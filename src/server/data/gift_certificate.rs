//! Gift certificate data repository for database operations.
//!
//! This module provides the `GiftCertificateRepository` for the certificate catalog and
//! its tag links. Writes that touch several tables run in a single transaction; tag
//! names supplied on create and update are resolved to existing tags or inserted.

use std::collections::HashMap;

use chrono::Utc;
use sea_orm::{
    ActiveModelTrait, ActiveValue, ColumnTrait, ConnectionTrait, DatabaseConnection, DbErr,
    EntityTrait, QueryFilter, QueryOrder, TransactionTrait,
};

use crate::server::{
    data::CrudRepository,
    error::AppError,
    model::{
        gift_certificate::{
            CreateGiftCertificateParams, GiftCertificate, UpdateGiftCertificateParams,
        },
        tag::Tag,
    },
    search::{self, page::SearchParamResponse, request::SearchParamRequest},
};

pub struct GiftCertificateRepository<'a> {
    db: &'a DatabaseConnection,
}

impl<'a> GiftCertificateRepository<'a> {
    pub fn new(db: &'a DatabaseConnection) -> Self {
        Self { db }
    }

    /// Finds a certificate by its exact name, without tags.
    pub async fn find_by_name(&self, name: &str) -> Result<Option<GiftCertificate>, DbErr> {
        let entity = entity::prelude::GiftCertificate::find()
            .filter(entity::gift_certificate::Column::Name.eq(name))
            .one(self.db)
            .await?;

        Ok(entity.map(GiftCertificate::from_entity))
    }

    /// Loads the tags of several certificates in two queries.
    ///
    /// # Arguments
    /// - `certificate_ids` - Certificates to load tags for
    ///
    /// # Returns
    /// - `Ok(HashMap)` - Tags per certificate ID ordered by tag ID; certificates without
    ///   tags have no entry
    /// - `Err(DbErr)` - Database error during either query
    pub async fn tags_for(&self, certificate_ids: &[i32]) -> Result<HashMap<i32, Vec<Tag>>, DbErr> {
        tags_for(self.db, certificate_ids).await
    }

    /// Gets the tags of one certificate ordered by ID.
    pub async fn tags_of(&self, certificate_id: i32) -> Result<Vec<Tag>, DbErr> {
        Ok(tags_for(self.db, &[certificate_id])
            .await?
            .remove(&certificate_id)
            .unwrap_or_default())
    }

    /// Attaches tags by name, creating missing tags. Tags already attached are skipped.
    ///
    /// # Arguments
    /// - `certificate_id` - Certificate to attach tags to; must exist
    /// - `names` - Normalized tag names
    ///
    /// # Returns
    /// - `Ok(Vec<Tag>)` - Full tag set of the certificate after the change
    /// - `Err(DbErr)` - Database error; no links are written
    pub async fn add_tags(&self, certificate_id: i32, names: &[String]) -> Result<Vec<Tag>, DbErr> {
        let txn = self.db.begin().await?;

        let tags = find_or_create_tags(&txn, names).await?;
        link_tags(&txn, certificate_id, &tags).await?;
        touch(&txn, certificate_id).await?;

        txn.commit().await?;

        self.tags_of(certificate_id).await
    }

    /// Detaches tags by name. Unknown or unattached names are ignored.
    ///
    /// # Returns
    /// - `Ok(u64)` - Number of links removed
    /// - `Err(DbErr)` - Database error
    pub async fn remove_tags(&self, certificate_id: i32, names: &[String]) -> Result<u64, DbErr> {
        if names.is_empty() {
            return Ok(0);
        }

        let txn = self.db.begin().await?;

        let tag_ids: Vec<i32> = entity::prelude::Tag::find()
            .filter(entity::tag::Column::Name.is_in(names.iter().cloned()))
            .all(&txn)
            .await?
            .into_iter()
            .map(|tag| tag.id)
            .collect();

        let removed = if tag_ids.is_empty() {
            0
        } else {
            entity::prelude::GiftCertificateTag::delete_many()
                .filter(entity::gift_certificate_tag::Column::GiftCertificateId.eq(certificate_id))
                .filter(entity::gift_certificate_tag::Column::TagId.is_in(tag_ids))
                .exec(&txn)
                .await?
                .rows_affected
        };

        if removed > 0 {
            touch(&txn, certificate_id).await?;
        }

        txn.commit().await?;

        Ok(removed)
    }

    /// Attaches loaded tags to each certificate in place.
    pub async fn load_tags(&self, certificates: &mut [GiftCertificate]) -> Result<(), DbErr> {
        let ids: Vec<i32> = certificates.iter().map(|c| c.id).collect();
        let mut tags = self.tags_for(&ids).await?;

        for certificate in certificates.iter_mut() {
            certificate.tags = Some(tags.remove(&certificate.id).unwrap_or_default());
        }

        Ok(())
    }
}

impl CrudRepository for GiftCertificateRepository<'_> {
    type Model = GiftCertificate;
    type Id = i32;
    type Create = CreateGiftCertificateParams;
    type Update = UpdateGiftCertificateParams;

    /// Creates a certificate and links its tags in one transaction.
    ///
    /// Both dates are set to the current time.
    async fn create(&self, params: CreateGiftCertificateParams) -> Result<GiftCertificate, AppError> {
        let now = Utc::now();
        let txn = self.db.begin().await?;

        let entity = entity::gift_certificate::ActiveModel {
            name: ActiveValue::Set(params.name),
            description: ActiveValue::Set(params.description),
            price: ActiveValue::Set(params.price),
            duration: ActiveValue::Set(params.duration),
            create_date: ActiveValue::Set(now),
            last_update_date: ActiveValue::Set(now),
            ..Default::default()
        }
        .insert(&txn)
        .await?;

        let tags = find_or_create_tags(&txn, &params.tags).await?;
        link_tags(&txn, entity.id, &tags).await?;

        txn.commit().await?;

        let mut certificate = GiftCertificate::from_entity(entity);
        certificate.tags = Some(self.tags_of(certificate.id).await?);

        Ok(certificate)
    }

    /// Gets a certificate with its tags.
    async fn find_by_id(&self, id: i32) -> Result<Option<GiftCertificate>, AppError> {
        let Some(entity) = entity::prelude::GiftCertificate::find_by_id(id)
            .one(self.db)
            .await?
        else {
            return Ok(None);
        };

        let mut certificate = GiftCertificate::from_entity(entity);
        certificate.tags = Some(self.tags_of(id).await?);

        Ok(Some(certificate))
    }

    /// Applies the present fields and bumps `last_update_date`.
    ///
    /// A present tag list replaces the full tag set.
    async fn update(
        &self,
        params: UpdateGiftCertificateParams,
    ) -> Result<Option<GiftCertificate>, AppError> {
        let txn = self.db.begin().await?;

        let Some(existing) = entity::prelude::GiftCertificate::find_by_id(params.id)
            .one(&txn)
            .await?
        else {
            return Ok(None);
        };

        let mut active: entity::gift_certificate::ActiveModel = existing.into();
        if let Some(name) = params.name {
            active.name = ActiveValue::Set(name);
        }
        if let Some(description) = params.description {
            active.description = ActiveValue::Set(description);
        }
        if let Some(price) = params.price {
            active.price = ActiveValue::Set(price);
        }
        if let Some(duration) = params.duration {
            active.duration = ActiveValue::Set(duration);
        }
        active.last_update_date = ActiveValue::Set(Utc::now());

        let entity = active.update(&txn).await?;

        if let Some(names) = params.tags {
            entity::prelude::GiftCertificateTag::delete_many()
                .filter(entity::gift_certificate_tag::Column::GiftCertificateId.eq(entity.id))
                .exec(&txn)
                .await?;

            let tags = find_or_create_tags(&txn, &names).await?;
            link_tags(&txn, entity.id, &tags).await?;
        }

        txn.commit().await?;

        let mut certificate = GiftCertificate::from_entity(entity);
        certificate.tags = Some(self.tags_of(certificate.id).await?);

        Ok(Some(certificate))
    }

    /// Deletes a certificate; tag links, order links and purchases cascade.
    async fn delete(&self, id: i32) -> Result<bool, AppError> {
        let result = entity::prelude::GiftCertificate::delete_by_id(id)
            .exec(self.db)
            .await?;

        Ok(result.rows_affected > 0)
    }

    /// Searches certificates, loading tags unless the request is folded.
    async fn search(
        &self,
        request: &SearchParamRequest,
    ) -> Result<SearchParamResponse<GiftCertificate>, AppError> {
        let mut page = search::search(self.db, entity::prelude::GiftCertificate::find(), request)
            .await?
            .map(GiftCertificate::from_entity);

        if !request.fold {
            self.load_tags(&mut page.items).await?;
        }

        Ok(page)
    }
}

async fn tags_for<C: ConnectionTrait>(
    db: &C,
    certificate_ids: &[i32],
) -> Result<HashMap<i32, Vec<Tag>>, DbErr> {
    if certificate_ids.is_empty() {
        return Ok(HashMap::new());
    }

    let links = entity::prelude::GiftCertificateTag::find()
        .filter(
            entity::gift_certificate_tag::Column::GiftCertificateId
                .is_in(certificate_ids.iter().copied()),
        )
        .all(db)
        .await?;

    if links.is_empty() {
        return Ok(HashMap::new());
    }

    let tags: HashMap<i32, entity::tag::Model> = entity::prelude::Tag::find()
        .filter(entity::tag::Column::Id.is_in(links.iter().map(|link| link.tag_id)))
        .order_by_asc(entity::tag::Column::Id)
        .all(db)
        .await?
        .into_iter()
        .map(|tag| (tag.id, tag))
        .collect();

    let mut result: HashMap<i32, Vec<Tag>> = HashMap::new();
    for link in links {
        if let Some(tag) = tags.get(&link.tag_id) {
            result
                .entry(link.gift_certificate_id)
                .or_default()
                .push(Tag::from_entity(tag.clone()));
        }
    }

    for tags in result.values_mut() {
        tags.sort_by_key(|tag| tag.id);
    }

    Ok(result)
}

/// Resolves tag names to tag rows, inserting the missing ones.
async fn find_or_create_tags<C: ConnectionTrait>(
    db: &C,
    names: &[String],
) -> Result<Vec<entity::tag::Model>, DbErr> {
    if names.is_empty() {
        return Ok(Vec::new());
    }

    let mut tags = entity::prelude::Tag::find()
        .filter(entity::tag::Column::Name.is_in(names.iter().cloned()))
        .all(db)
        .await?;

    for name in names {
        if tags.iter().any(|tag| &tag.name == name) {
            continue;
        }

        let tag = entity::tag::ActiveModel {
            name: ActiveValue::Set(name.clone()),
            ..Default::default()
        }
        .insert(db)
        .await?;
        tags.push(tag);
    }

    Ok(tags)
}

/// Inserts links for the tags not yet attached to the certificate.
async fn link_tags<C: ConnectionTrait>(
    db: &C,
    certificate_id: i32,
    tags: &[entity::tag::Model],
) -> Result<(), DbErr> {
    if tags.is_empty() {
        return Ok(());
    }

    let attached: Vec<i32> = entity::prelude::GiftCertificateTag::find()
        .filter(entity::gift_certificate_tag::Column::GiftCertificateId.eq(certificate_id))
        .all(db)
        .await?
        .into_iter()
        .map(|link| link.tag_id)
        .collect();

    for tag in tags.iter().filter(|tag| !attached.contains(&tag.id)) {
        entity::gift_certificate_tag::ActiveModel {
            gift_certificate_id: ActiveValue::Set(certificate_id),
            tag_id: ActiveValue::Set(tag.id),
        }
        .insert(db)
        .await?;
    }

    Ok(())
}

/// Bumps `last_update_date` of a certificate.
async fn touch<C: ConnectionTrait>(db: &C, certificate_id: i32) -> Result<(), DbErr> {
    entity::prelude::GiftCertificate::update_many()
        .col_expr(
            entity::gift_certificate::Column::LastUpdateDate,
            sea_orm::sea_query::Expr::value(Utc::now()),
        )
        .filter(entity::gift_certificate::Column::Id.eq(certificate_id))
        .exec(db)
        .await?;

    Ok(())
}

● **Your goal**
Please give the number of lines in the listing above that contain the string "HashMap", without anything else.

● **Answer section**
8